• **What you should do**: Your reply should hold only the lines from the one containing "let result: Result<FindProductUrlParams, _>" to the final line of the listing below, restated word for word.
++++ Record excerpts
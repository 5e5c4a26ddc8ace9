//! Firecrawl product URL search tool.
//!
//! Runs a site-scoped web search against a fixed set of retailers and
//! returns the first hit's URL.

use std::sync::Arc;

use futures::FutureExt;
use serde::Deserialize;
use tracing::info;

use crate::domains::tools::outcome::ToolOutcome;
use crate::domains::tools::registry::{ToolContext, ToolDefinition, parse_args};
use crate::domains::tools::schema::{FieldKind, InputSchema};

const SEARCH_LIMIT: usize = 3;

/// Retailers the search can be scoped to.
#[derive(Debug, Clone, Copy, PartialEq, Eq, Deserialize)]
#[serde(rename_all = "lowercase")]
pub enum Retailer {
    Walmart,
    Bestbuy,
    Target,
    Amazon,
}

const RETAILERS: &[&str] = &["walmart", "bestbuy", "target", "amazon"];

impl Retailer {
    fn domain(self) -> &'static str {
        match self {
            Self::Walmart => "walmart.com",
            Self::Bestbuy => "bestbuy.com",
            Self::Target => "target.com",
            Self::Amazon => "amazon.com",
        }
    }
}

/// Parameters for the product URL search tool.
#[derive(Debug, Clone, Deserialize)]
pub struct FindProductUrlParams {
    pub product_name: String,
    pub retailer: Retailer,
}

pub struct FindProductUrlTool;

impl FindProductUrlTool {
    pub const NAME: &'static str = "firecrawl_find_product_url";

    pub const DESCRIPTION: &'static str =
        "Find a product page URL at a retailer (walmart, bestbuy, target, amazon) via Firecrawl search";

    pub fn schema() -> InputSchema {
        InputSchema::new()
            .required("product_name", FieldKind::String)
            .required("retailer", FieldKind::Enum(RETAILERS))
    }

    pub fn definition() -> ToolDefinition {
        ToolDefinition::new(
            Self::NAME,
            Self::DESCRIPTION,
            Self::schema(),
            Arc::new(|args, ctx| {
                async move {
                    let params: FindProductUrlParams = parse_args(args)?;
                    Ok(Self::execute(&params, &ctx).await)
                }
                .boxed()
            }),
        )
    }

    fn search_query(params: &FindProductUrlParams) -> String {
        format!("site:{} {}", params.retailer.domain(), params.product_name)
    }

    async fn execute(params: &FindProductUrlParams, ctx: &ToolContext) -> ToolOutcome {
        let query = Self::search_query(params);
        info!("Searching for product URL: {}", query);

        let client = match ctx.firecrawl() {
            Ok(client) => client,
            Err(outcome) => return outcome,
        };

        match client.search(&query, SEARCH_LIMIT).await {
            Ok(response) => {
                let hits = response.data.filter(|_| response.success).unwrap_or_default();
                match hits.first() {
                    Some(hit) => match hit.url.as_deref() {
                        Some(url) => ToolOutcome::text(url),
                        None => ToolOutcome::text("URL not available"),
                    },
                    None => ToolOutcome::text("URL not found"),
                }
            }
            Err(e) => ToolOutcome::failed(format!("Error finding URL: {}", e)),
        }
    }
}

#[cfg(test)]
mod tests {
    use super::*;

    fn params(retailer: Retailer) -> FindProductUrlParams {
        FindProductUrlParams {
            product_name: "wireless headphones".to_string(),
            retailer,
        }
    }

    #[test]
    fn test_search_query_is_site_scoped() {
        assert_eq!(
            FindProductUrlTool::search_query(&params(Retailer::Walmart)),
            "site:walmart.com wireless headphones"
        );
        assert_eq!(
            FindProductUrlTool::search_query(&params(Retailer::Bestbuy)),
            "site:bestbuy.com wireless headphones"
        );
    }

    #[test]
    fn test_retailer_deserializes_lowercase() {
        let params: FindProductUrlParams =
            serde_json::from_str(r#"{"product_name": "tv", "retailer": "target"}"#).unwrap();
        assert_eq!(params.retailer, Retailer::Target);
    }

    #[test]
    fn test_unknown_retailer_rejected_by_params() {
        let result: Result<FindProductUrlParams, _> =
            serde_json::from_str(r#"{"product_name": "tv", "retailer": "ebay"}"#);
        assert!(result.is_err());
    }

    #[test]
    fn test_schema_enum_matches_retailers() {
        let rendered = FindProductUrlTool::schema().to_json_schema();
        assert_eq!(
            rendered["properties"]["retailer"]["enum"],
            serde_json::json!(RETAILERS)
        );
    }
}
++++++++
• **Result of this task**:
        let result: Result<FindProductUrlParams, _> =
            serde_json::from_str(r#"{"product_name": "tv", "retailer": "ebay"}"#);
        assert!(result.is_err());
    }

    #[test]
    fn test_schema_enum_matches_retailers() {
        let rendered = FindProductUrlTool::schema().to_json_schema();
        assert_eq!(
            rendered["properties"]["retailer"]["enum"],
            serde_json::json!(RETAILERS)
        );
    }
}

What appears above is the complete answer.